DHS Secretary Kristi Noem filmed a propaganda video using posed inmates at a maximum security prison in El Salvador as a backdrop that is (intentionally?) reminiscent of the crowded bunks of Buchenwald. We do not know who has been imprisoned there by the United States government, but reports indicate that at least some of the inmates are innocent, rule-following members of society targeted due to tattoos and the color of their skin.
This isn’t to say that we are doomed. But we won’t be able to effectively fight back unless we accept the reality of the situation.
Risk Management
As our discussions in the workshop continued, it became clear that we were each considering our ability to tolerate risk. What chances were we willing to take? How would we know when to stick out our necks and when to strategically sit back and live to fight another day?
I, for example, have been invited to lead workshops in other parts of the country. But I’m honestly scared to travel to some places, particularly when that means turning over my identification documents to government authorities. Is it wise to decline for my safety, or would that be obeying in advance?
Wisdom from a True Expert
I’m grateful to have come across an essay by Ned Resnikoff called “Living with a Murderer: On personal responsibility under the second Trump administration”.
I think it’s worth reading in its entirety. The author makes compelling arguments about capitulation and the politics of respectability.
The majority of the piece, however, relays lessons from Hannah Arendt, a Jewish refugee from Nazi Germany and one of the most influential political thinkers of the 20th century.
Resnikoff mainly draws from Arendt’s essay, “Personal Responsibility Under Dictatorship”.
This essay is an incredibly rich work worthy of much thought and discussion.
One part stands out to me in this moment, when I have so many questions about my obligations. She says this of the “nonparticipants”, who chose not to comply with the Nazi regime:
“[T]hey asked themselves to what extent they would still be able to live in peace with themselves after having committed certain deeds; and they decided that it would be better to do nothing, not because the world would then be changed for the better, but simply because only on this condition could they go on living with themselves at all. Hence, they also chose to die when they were forced to participate. To put it crudely, they refused to murder, not so much because they still held fast to the command ‘Thou shalt not kill,’ but because they were unwilling to live together with a murderer—themselves.”
The choices of if, when, where, and how to resist are personal ones. I don’t presume to know what’s best for anyone else.
Arendt’s argument is that we each have to live with ourselves. We must know ourselves well enough to find the lines that, should we cross them, would haunt us and make living intolerable. Morals applied by external forces can change with the culture or the whims of the ruling class. But it isn’t our peers or rulers whose judgement matters, it’s our own.

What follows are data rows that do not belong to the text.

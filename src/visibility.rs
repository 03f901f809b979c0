// src/visibility.rs

//! Who may see which leads, and who may administer them.
//!
//! Role simulation (`view_as`) changes which rows are returned but never who
//! may reassign leads: assignment always follows the authenticated role.

use serde::Serialize;

use crate::error::{PipelineError, PipelineResult};
use crate::models::{Lead, Role, User, UserTeam};

/// Explicit caller context passed into every pipeline command.
#[derive(Debug, Clone, PartialEq)]
pub struct Session {
    pub user_id: String,
    pub actual_role: Role,
    pub view_as: Option<Role>,
    pub team_id: String,
}

impl Session {
    /// Only admins may preview the console as another role.
    pub fn new(user: &User, team_id: &str, view_as: Option<Role>) -> PipelineResult<Self> {
        if let Some(simulated) = view_as {
            if user.role != Role::Admin && simulated != user.role {
                return Err(PipelineError::Forbidden(format!(
                    "only admins may view the console as {:?}",
                    simulated
                )));
            }
        }
        Ok(Session {
            user_id: user.user_id.clone(),
            actual_role: user.role,
            view_as,
            team_id: team_id.to_string(),
        })
    }

    pub fn effective_role(&self) -> Role {
        self.view_as.unwrap_or(self.actual_role)
    }

    pub fn can_assign(&self) -> bool {
        self.actual_role == Role::Admin
    }

    /// Delete requires an authenticated admin or manager.
    pub fn can_delete(&self) -> bool {
        matches!(self.actual_role, Role::Admin | Role::Manager)
    }

    pub fn scope(&self) -> LeadScope {
        match self.effective_role() {
            Role::Admin | Role::Manager => LeadScope::AllLeads,
            Role::Member => LeadScope::MyLeads,
        }
    }
}

#[derive(Debug, Clone, Copy, PartialEq, Eq, Serialize)]
#[serde(rename_all = "snake_case")]
pub enum LeadScope {
    AllLeads,
    MyLeads,
}

/// The result of filtering a team's leads for one caller.
#[derive(Debug, Serialize)]
pub struct VisibleLeads<T> {
    pub view: LeadScope,
    pub can_assign: bool,
    pub leads: Vec<T>,
}

pub fn is_team_member(session: &Session, memberships: &[UserTeam]) -> bool {
    memberships
        .iter()
        .any(|m| m.user_id == session.user_id && m.team_id == session.team_id)
}

/// Single-lead check used before reads and mutations.
pub fn can_see(session: &Session, memberships: &[UserTeam], lead: &Lead) -> bool {
    if lead.team_id != session.team_id || !is_team_member(session, memberships) {
        return false;
    }
    match session.scope() {
        LeadScope::AllLeads => true,
        LeadScope::MyLeads => lead.assigned_to.as_deref() == Some(session.user_id.as_str()),
    }
}

/// Fails closed: a caller outside the team gets an empty list, not an error.
pub fn filter_leads(session: &Session, memberships: &[UserTeam], leads: Vec<Lead>) -> VisibleLeads<Lead> {
    let visible = leads
        .into_iter()
        .filter(|lead| can_see(session, memberships, lead))
        .collect();
    VisibleLeads {
        view: session.scope(),
        can_assign: session.can_assign(),
        leads: visible,
    }
}

pub fn ensure_visible(session: &Session, memberships: &[UserTeam], lead: &Lead) -> PipelineResult<()> {
    if can_see(session, memberships, lead) {
        Ok(())
    } else {
        Err(PipelineError::Forbidden(format!(
            "lead {} is not visible to user {}",
            lead.lead_id, session.user_id
        )))
    }
}
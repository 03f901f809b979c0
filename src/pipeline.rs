// src/pipeline.rs

//! Stage transition rules.
//!
//! Any open stage may jump to any other stage of the same pipeline. Terminal
//! stages absorb: asking for the same terminal stage again is a no-op, asking
//! for anything else is refused.

use chrono::{DateTime, Utc};
use uuid::Uuid;

use crate::error::{PipelineError, PipelineResult};
use crate::models::{ActivityRecord, ActivityType, Lead};
use crate::stage::Stage;

#[derive(Debug, Clone, Copy, PartialEq, Eq)]
pub enum Transition {
    /// Nothing to do, and nothing to log.
    Unchanged,
    Move { from: &'static Stage, to: &'static Stage },
}

pub fn plan_transition(lead: &Lead, target: &str) -> PipelineResult<Transition> {
    let registry = lead.registry();
    let to = registry.validate(target)?;
    let from = registry.validate(&lead.stage)?;

    if from.id == to.id {
        return Ok(Transition::Unchanged);
    }
    if from.terminal {
        return Err(PipelineError::StageLocked {
            lead_id: lead.lead_id.clone(),
            stage: from.id.to_string(),
        });
    }
    Ok(Transition::Move { from, to })
}

pub fn describe(from: &Stage, to: &Stage) -> String {
    format!(
        "Stage changed from {} ({}) to {} ({})",
        from.label, from.id, to.label, to.id
    )
}

/// Applies an accepted move to the lead and returns the activity it must log.
pub fn apply_move(
    lead: &mut Lead,
    from: &Stage,
    to: &Stage,
    user_id: &str,
    at: DateTime<Utc>,
) -> ActivityRecord {
    lead.stage = to.id.to_string();
    lead.updated_at = at;
    ActivityRecord {
        activity_id: Uuid::new_v4().to_string(),
        lead_id: lead.lead_id.clone(),
        user_id: user_id.to_string(),
        activity_type: ActivityType::StageChange,
        notes: describe(from, to),
        duration: None,
        created_at: at,
    }
}
use async_trait::async_trait;
use futures_util::StreamExt;
use log::error;
use mongodb::bson::{doc, Document};
use mongodb::options::ReturnDocument;
use mongodb::{Collection, Cursor};
use serde::de::DeserializeOwned;

use super::{newest_first, LeadRepository};
use crate::db::MongoDB;
use crate::error::{PipelineError, PipelineResult};
use crate::models::{Activity, ActivityRecord, Lead, User, UserTeam};

/// MongoDB backend. Collections: `leads`, `activities`, `users`, `user_teams`.
pub struct MongoRepository {
    mongodb: MongoDB,
}

impl MongoRepository {
    pub fn new(mongodb: MongoDB) -> Self {
        Self { mongodb }
    }

    fn leads(&self) -> Collection<Lead> {
        self.mongodb.db.collection::<Lead>("leads")
    }

    fn activities(&self) -> Collection<Activity> {
        self.mongodb.db.collection::<Activity>("activities")
    }

    fn users(&self) -> Collection<User> {
        self.mongodb.db.collection::<User>("users")
    }

    fn user_teams(&self) -> Collection<UserTeam> {
        self.mongodb.db.collection::<UserTeam>("user_teams")
    }

    /// Global activity counter kept in the `counters` collection.
    async fn next_activity_seq(&self) -> PipelineResult<u64> {
        let counter = self
            .mongodb
            .db
            .collection::<Document>("counters")
            .find_one_and_update(doc! { "_id": "activity_seq" }, doc! { "$inc": { "value": 1_i64 } })
            .upsert(true)
            .return_document(ReturnDocument::After)
            .await?
            .ok_or_else(|| PipelineError::Storage("activity counter missing after upsert".into()))?;
        counter
            .get_i64("value")
            .map(|value| value as u64)
            .map_err(|e| PipelineError::Storage(format!("bad activity counter: {}", e)))
    }
}

async fn collect<T>(mut cursor: Cursor<T>, what: &str) -> PipelineResult<Vec<T>>
where
    T: DeserializeOwned + Unpin + Send + Sync,
{
    let mut items = Vec::new();
    while let Some(result) = cursor.next().await {
        match result {
            Ok(item) => items.push(item),
            Err(e) => {
                error!("Error reading {}: {}", what, e);
                return Err(e.into());
            }
        }
    }
    Ok(items)
}

#[async_trait]
impl LeadRepository for MongoRepository {
    async fn insert_lead(&self, lead: &Lead) -> PipelineResult<()> {
        self.leads().insert_one(lead).await?;
        Ok(())
    }

    async fn get_lead(&self, lead_id: &str) -> PipelineResult<Option<Lead>> {
        Ok(self.leads().find_one(doc! { "lead_id": lead_id }).await?)
    }

    async fn save_lead(&self, lead: &Lead) -> PipelineResult<()> {
        let res = self
            .leads()
            .replace_one(doc! { "lead_id": &lead.lead_id }, lead)
            .await?;
        if res.matched_count == 0 {
            return Err(PipelineError::not_found("Lead", lead.lead_id.clone()));
        }
        Ok(())
    }

    async fn delete_lead(&self, lead_id: &str) -> PipelineResult<bool> {
        let res = self.leads().delete_one(doc! { "lead_id": lead_id }).await?;
        if res.deleted_count == 0 {
            return Ok(false);
        }
        self.activities()
            .delete_many(doc! { "lead_id": lead_id })
            .await?;
        Ok(true)
    }

    async fn list_leads(&self, team_id: &str) -> PipelineResult<Vec<Lead>> {
        let cursor = self.leads().find(doc! { "team_id": team_id }).await?;
        let mut leads = collect(cursor, "leads").await?;
        // Stored as RFC 3339 strings, which don't sort lexically.
        newest_first(&mut leads);
        Ok(leads)
    }

    async fn append_activity(&self, record: ActivityRecord) -> PipelineResult<Activity> {
        let seq = self.next_activity_seq().await?;
        let activity = record.into_activity(seq);
        self.activities().insert_one(&activity).await?;
        Ok(activity)
    }

    async fn list_activities(&self, lead_ids: &[String]) -> PipelineResult<Vec<Activity>> {
        let cursor = self
            .activities()
            .find(doc! { "lead_id": { "$in": lead_ids.to_vec() } })
            .await?;
        collect(cursor, "activities").await
    }

    async fn upsert_user(&self, user: &User) -> PipelineResult<()> {
        self.users()
            .replace_one(doc! { "user_id": &user.user_id }, user)
            .upsert(true)
            .await?;
        Ok(())
    }

    async fn get_user(&self, user_id: &str) -> PipelineResult<Option<User>> {
        Ok(self.users().find_one(doc! { "user_id": user_id }).await?)
    }

    async fn add_membership(&self, membership: &UserTeam) -> PipelineResult<bool> {
        let filter = doc! { "team_id": &membership.team_id, "user_id": &membership.user_id };
        if self.user_teams().find_one(filter).await?.is_some() {
            return Ok(false);
        }
        self.user_teams().insert_one(membership).await?;
        Ok(true)
    }

    async fn memberships_for_user(&self, user_id: &str) -> PipelineResult<Vec<UserTeam>> {
        let cursor = self.user_teams().find(doc! { "user_id": user_id }).await?;
        collect(cursor, "user_teams").await
    }

    async fn team_members(&self, team_id: &str) -> PipelineResult<Vec<UserTeam>> {
        let cursor = self.user_teams().find(doc! { "team_id": team_id }).await?;
        collect(cursor, "user_teams").await
    }
}
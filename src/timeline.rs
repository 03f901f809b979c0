// src/timeline.rs

use std::collections::BTreeMap;

use chrono::{DateTime, Utc};
use serde::Serialize;

use crate::models::{Activity, ActivityType};

/// Newest first. Activities sharing a timestamp keep creation order.
pub fn timeline_for(mut activities: Vec<Activity>) -> Vec<Activity> {
    activities.sort_by(|a, b| {
        b.created_at
            .cmp(&a.created_at)
            .then_with(|| a.seq.cmp(&b.seq))
    });
    activities
}

#[derive(Debug, Default, PartialEq, Serialize)]
pub struct TimelineSummary {
    pub total: usize,
    pub by_type: BTreeMap<&'static str, usize>,
    pub last_activity_at: Option<DateTime<Utc>>,
    /// Most recent call, email or meeting; stage changes and notes don't count.
    pub last_contacted_at: Option<DateTime<Utc>>,
}

pub fn summarize(activities: &[Activity]) -> TimelineSummary {
    let mut summary = TimelineSummary { total: activities.len(), ..Default::default() };
    for activity in activities {
        *summary.by_type.entry(activity.activity_type.as_str()).or_insert(0) += 1;
        summary.last_activity_at = summary.last_activity_at.max(Some(activity.created_at));
        if matches!(
            activity.activity_type,
            ActivityType::Call | ActivityType::Email | ActivityType::Meeting
        ) {
            summary.last_contacted_at = summary.last_contacted_at.max(Some(activity.created_at));
        }
    }
    summary
}

#[cfg(test)]
mod tests {
    use super::*;
    use chrono::Duration;

    fn activity(id: &str, kind: ActivityType, at: DateTime<Utc>, seq: u64) -> Activity {
        Activity {
            activity_id: id.into(),
            lead_id: "l1".into(),
            user_id: "u".into(),
            activity_type: kind,
            notes: String::new(),
            duration: None,
            created_at: at,
            seq,
        }
    }

    #[test]
    fn newest_first() {
        let t1 = Utc::now();
        let t2 = t1 + Duration::minutes(1);
        let t3 = t1 + Duration::minutes(2);
        let ordered = timeline_for(vec![
            activity("a", ActivityType::Call, t1, 0),
            activity("c", ActivityType::Note, t3, 2),
            activity("b", ActivityType::Email, t2, 1),
        ]);
        let ids: Vec<_> = ordered.iter().map(|a| a.activity_id.as_str()).collect();
        assert_eq!(ids, vec!["c", "b", "a"]);
    }

    #[test]
    fn ties_keep_insertion_order() {
        let t = Utc::now();
        let ordered = timeline_for(vec![
            activity("second", ActivityType::Note, t, 1),
            activity("first", ActivityType::Note, t, 0),
        ]);
        assert_eq!(ordered[0].activity_id, "first");
        assert_eq!(ordered[1].activity_id, "second");
    }

    #[test]
    fn empty_timeline() {
        assert!(timeline_for(vec![]).is_empty());
        assert_eq!(summarize(&[]), TimelineSummary::default());
    }

    #[test]
    fn summary_counts_types() {
        let t = Utc::now();
        let later = t + Duration::hours(1);
        let summary = summarize(&[
            activity("a", ActivityType::Call, t, 0),
            activity("b", ActivityType::Call, t, 1),
            activity("c", ActivityType::StageChange, later, 2),
        ]);
        assert_eq!(summary.total, 3);
        assert_eq!(summary.by_type["call"], 2);
        assert_eq!(summary.by_type["stage_change"], 1);
        assert_eq!(summary.last_activity_at, Some(later));
        assert_eq!(summary.last_contacted_at, Some(t));
    }
}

The part that I most needed to hear in this moment is easy to miss: “they decided that it would be better to do nothing, not because the world would then be changed for the better, but simply because only on this condition could they go on living with themselves at all”.
I find this idea freeing and instructive.
Maybe it’s due to the constant influx of opinions and data, but I’ve felt like I need to make every choice based on the impact it might have on the world. Or how people will react to it. Even the most consequential news of the day is framed by pundits and influencers as something that will or won’t “break through”, and by how it will play in this state or with that demographic.
Of course there is a role for strategic thinking, but Arendt reminds us that there’s danger down that path, too.
And so I ask myself: what do I care about? What kind of person am I willing to be?
Standing up is scary. Living with a murderer is scarier.
Thanks for reading. Hang in there, everybody.